Assuming 1700 lumens for 1S and 2600 for A300

with 1.1 @150 + 1S you'll be at 95nits.
with 1.1 @150 + A300 you'll be at 147 nits That is a difference between good and very bright especially for HDR/3D where you need all that you can throw at it.

with .8 @120 + 1S = 109 nits which is about what I get (120 is my estimate) and it's enough for 3D/4K HDR with DTM
with .8 @120 + A300 = 164nits

BTW: [email protected] + 1S = 68 okay for 1080p with no HDR/3D
[email protected]+ A300= 109 good to great.

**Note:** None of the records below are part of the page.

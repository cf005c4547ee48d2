//! Appointment form controller.
//!
//! One controller per form instance. It owns the validation pass, keeps the
//! time select in step with the chosen date, and runs the submission cycle
//! against the relay.

use crate::core::slots::{selector_options, time_slots_for};
use crate::core::{
    Clock, Field, FieldState, FormData, FormSubmission, FormView, Notification, NotificationKind,
    Notifier, RelayClient, RelayOutcome, Service, SubmissionState, SubmitReport, TimeSlotSet,
    ValidationResult, GENERIC_MESSAGE_HINT,
};
use crate::utils::validation::{is_valid_email, is_valid_phone};
use chrono::NaiveDate;

pub const SUBMITTING_LABEL: &str = "Invio in corso...";
pub const INVALID_FIELDS_MESSAGE: &str = "Per favore, controlla i campi evidenziati in rosso.";
pub const SUCCESS_MESSAGE: &str = "Grazie! La tua richiesta è stata inviata con successo. Ti contatteremo presto per confermare l'appuntamento.";
pub const FAILURE_MESSAGE: &str =
    "Errore nell'invio della richiesta. Riprova più tardi o contattaci direttamente.";

pub fn parse_form_date(value: &str) -> Option<NaiveDate> {
    NaiveDate::parse_from_str(value.trim(), "%Y-%m-%d").ok()
}

/// Checks every field in one pass; nothing short-circuits.
pub fn validate_form(data: &FormData, today: NaiveDate) -> ValidationResult {
    let mut result = ValidationResult::new();

    for field in Field::REQUIRED {
        if data.is_filled(field) {
            result.pass(field);
        } else {
            result.fail(field);
        }
    }

    if let Some(email) = data.field(Field::Email).filter(|v| !v.is_empty()) {
        if !is_valid_email(email) {
            result.fail(Field::Email);
        }
    }

    if let Some(phone) = data.field(Field::Phone).filter(|v| !v.is_empty()) {
        if !is_valid_phone(phone) {
            result.fail(Field::Phone);
        }
    }

    if let Some(service) = data.field(Field::Service).filter(|v| !v.is_empty()) {
        if Service::from_token(service).is_none() {
            result.fail(Field::Service);
        }
    }

    if let Some(date) = data.field(Field::Date).filter(|v| !v.is_empty()) {
        match parse_form_date(date) {
            Some(date) if date >= today => {}
            _ => result.fail(Field::Date),
        }
    }

    result
}

/// Holds the submit control in its busy state; dropping it restores the
/// original label, re-enables the control and clears the loading marker.
struct SubmitGuard<'a, F: FormView> {
    form: &'a mut F,
    original_label: String,
}

impl<'a, F: FormView> SubmitGuard<'a, F> {
    fn engage(form: &'a mut F) -> Self {
        let original_label = form.submit_label();
        form.set_submit_label(SUBMITTING_LABEL);
        form.set_submit_disabled(true);
        form.set_loading(true);
        Self {
            form,
            original_label,
        }
    }

    fn form(&mut self) -> &mut F {
        &mut *self.form
    }
}

impl<F: FormView> Drop for SubmitGuard<'_, F> {
    fn drop(&mut self) {
        self.form.set_submit_label(&self.original_label);
        self.form.set_submit_disabled(false);
        self.form.set_loading(false);
    }
}

pub struct BookingFormController<F, R, N, C>
where
    F: FormView,
    R: RelayClient,
    N: Notifier,
    C: Clock,
{
    form: F,
    relay: R,
    notifier: N,
    clock: C,
    state: SubmissionState,
    slot_picker: bool,
    message_hints: bool,
}

impl<F, R, N, C> BookingFormController<F, R, N, C>
where
    F: FormView,
    R: RelayClient,
    N: Notifier,
    C: Clock,
{
    pub fn new(mut form: F, relay: R, notifier: N, clock: C) -> Self {
        let slot_picker = form.has_slot_picker();
        let message_hints = form.has_message_field();

        if slot_picker {
            form.set_min_date(clock.today());
        } else {
            tracing::debug!("No date input on this page, time slots disabled");
        }

        Self {
            form,
            relay,
            notifier,
            clock,
            state: SubmissionState::Idle,
            slot_picker,
            message_hints,
        }
    }

    pub fn state(&self) -> SubmissionState {
        self.state
    }

    pub fn form(&self) -> &F {
        &self.form
    }

    pub fn form_mut(&mut self) -> &mut F {
        &mut self.form
    }

    fn transition(&mut self, next: SubmissionState) {
        tracing::debug!("Booking form {:?} -> {:?}", self.state, next);
        self.state = next;
    }

    /// Rebuilds the time select for the currently entered date.
    ///
    /// Returns `None` when the page has no slot picker. An unreadable date
    /// yields an empty set.
    pub fn on_date_changed(&mut self) -> Option<TimeSlotSet> {
        if !self.slot_picker {
            return None;
        }

        let data = self.form.form_data();
        let slots = data
            .field(Field::Date)
            .and_then(parse_form_date)
            .map(time_slots_for)
            .unwrap_or_else(|| TimeSlotSet::new(Vec::new()));

        self.form.set_time_options(&selector_options(&slots));
        tracing::debug!("Offering {} time slots", slots.len());
        Some(slots)
    }

    /// Swaps the message placeholder for the selected service's hint.
    pub fn on_service_changed(&mut self) {
        if !self.message_hints {
            return;
        }

        let data = self.form.form_data();
        let hint = data
            .field(Field::Service)
            .and_then(Service::from_token)
            .map(|s| s.message_hint())
            .unwrap_or(GENERIC_MESSAGE_HINT);
        self.form.set_message_placeholder(hint);
    }

    /// Runs the validation pass and paints every field's border.
    pub fn validate(&mut self) -> ValidationResult {
        let data = self.form.form_data();
        let result = validate_form(&data, self.clock.today());

        for (field, ok) in result.iter() {
            let state = if ok {
                FieldState::Neutral
            } else {
                FieldState::Error
            };
            self.form.set_field_state(field, state);
        }

        result
    }

    pub async fn submit(&mut self) -> SubmitReport {
        if self.form.is_submit_disabled() {
            tracing::debug!("Submit ignored, a submission is already in flight");
            return SubmitReport::Ignored;
        }

        self.transition(SubmissionState::Validating);
        let result = self.validate();

        if !result.is_valid() {
            self.transition(SubmissionState::Invalid);
            tracing::info!("Booking rejected, invalid fields: {:?}", result.failed_fields());
            self.notifier.notify(Notification::new(
                NotificationKind::Error,
                INVALID_FIELDS_MESSAGE,
            ));
            self.transition(SubmissionState::Idle);
            return SubmitReport::Invalid(result);
        }

        let data = self.form.form_data();
        if let Some(submission) = FormSubmission::from_form(&data) {
            tracing::info!(
                "Relaying request for {} on {} at {}",
                submission.service.display_name(),
                submission.date,
                submission.time
            );
        }
        let fields = data.to_fields();

        self.transition(SubmissionState::Submitting);
        let outcome = {
            let mut guard = SubmitGuard::engage(&mut self.form);

            let outcome = match self.relay.submit(&fields).await {
                Ok(()) => RelayOutcome::Success,
                Err(e) => RelayOutcome::Error(e.to_string()),
            };

            if outcome == RelayOutcome::Success {
                guard.form().reset();
            }
            outcome
        };

        match &outcome {
            RelayOutcome::Success => {
                self.transition(SubmissionState::SubmittedSuccess);
                tracing::info!("Booking request relayed");
                self.notifier
                    .notify(Notification::new(NotificationKind::Success, SUCCESS_MESSAGE));
            }
            RelayOutcome::Error(reason) => {
                self.transition(SubmissionState::SubmittedError);
                tracing::error!("Booking relay failed: {}", reason);
                self.notifier
                    .notify(Notification::new(NotificationKind::Error, FAILURE_MESSAGE));
            }
        }

        self.transition(SubmissionState::Idle);
        SubmitReport::Submitted(outcome)
    }
}

#[cfg(test)]
mod tests {
    use super::*;

    fn date(s: &str) -> NaiveDate {
        parse_form_date(s).unwrap()
    }

    fn valid_form() -> FormData {
        FormData::new()
            .with("name", "Marco Bianchi")
            .with("email", "marco@example.it")
            .with("phone", "+39 333 1234567")
            .with("service", "psychotherapy")
            .with("date", "2026-10-21")
            .with("time", "15:00")
            .with("privacy", "on")
    }

    #[test]
    fn test_complete_form_is_valid() {
        let result = validate_form(&valid_form(), date("2026-10-15"));
        assert!(result.is_valid());
    }

    #[test]
    fn test_each_missing_required_field_fails() {
        for field in Field::REQUIRED {
            let mut form = valid_form();
            form.remove(field.as_str());
            let result = validate_form(&form, date("2026-10-15"));
            assert!(!result.is_valid(), "{} missing should fail", field);
            assert_eq!(result.failed_fields(), vec![field]);
        }
    }

    #[test]
    fn test_empty_value_counts_as_missing() {
        let mut form = valid_form();
        form.insert("name", "");
        assert_eq!(
            validate_form(&form, date("2026-10-15")).failed_fields(),
            vec![Field::Name]
        );
    }

    #[test]
    fn test_all_failures_reported_together() {
        let form = valid_form()
            .with("email", "abc")
            .with("phone", "123")
            .with("date", "2026-10-14");
        let result = validate_form(&form, date("2026-10-15"));
        assert_eq!(
            result.failed_fields(),
            vec![Field::Email, Field::Phone, Field::Date]
        );
        assert!(result.passed(Field::Name));
    }

    #[test]
    fn test_date_bounds() {
        let today = date("2026-10-15");
        let check = |d: &str| validate_form(&valid_form().with("date", d), today).passed(Field::Date);
        assert!(check("2026-10-15"));
        assert!(!check("2026-10-14"));
        assert!(check("2027-10-15"));
        assert!(!check("15/10/2026"));
    }

    #[test]
    fn test_unknown_service_fails() {
        let result = validate_form(&valid_form().with("service", "yoga"), date("2026-10-15"));
        assert_eq!(result.failed_fields(), vec![Field::Service]);
    }
}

So ask your self is $1000 worth the upgrade to A300. I think so. Especially compared to the competition. It's a a value proposition, but if you really have to save money and are on a tight budget, go with the 1S it's an incredible value.


----------



## Brajesh

Very helpful @Casey_Bryson, thanks. Re: image reflection on ceiling, I assume I could put black velvet above the screen into some part of the ceiling area. Was planning to do this anyway to darken the reflective areas of my home theater... painted flat black, but still a little reflective.

Anyway, going to go for it I think. Found an A300 for about $550 more than the 1S.


----------



## Casey_Bryson

Brajesh said:


> Very helpful @Casey_Bryson, thanks. Re: image reflection on ceiling, I assume I could put black velvet above the screen into some part of the ceiling area. Was planning to do this anyway to darken the reflective areas of my home theater... painted flat black, but still a little reflective.
> 
> Anyway, going to go for it I think. Found an A300 for about $550 more than the 1S.


Happy to help. Yes black velvet will help with ceiling reflection w/o a CLR screen. Sounds like you found a great deal. Fun times are ahead. Best of luck!


----------



## prnoct90

I just purchased one of these and live in the US. How should I handle power? Is an adapter sufficient or do I need a transformer?


----------



## Brajesh

Just plug it in with one of these or similar. No transformer needed.


----------



## Greatcan

Hello friends, I have a Xiaomi projector, mijia 4k 1s and in Windows, in certain movies or 4k scenes I notice a very unpleasant effect in lines and contours, as if they have saw teeth or are moving. I have removed the sharpness from the image configuration menu and it shows a little less, but it is still noticeable, I do not know if it will be a rescaling problem, it happens to me in Windows and with all the players I have, MPC-BE, VLC and MPV player . I have also tried an Android device tv box via hdmi and in it I have no problems, it looks great, it only happens to me in Windows.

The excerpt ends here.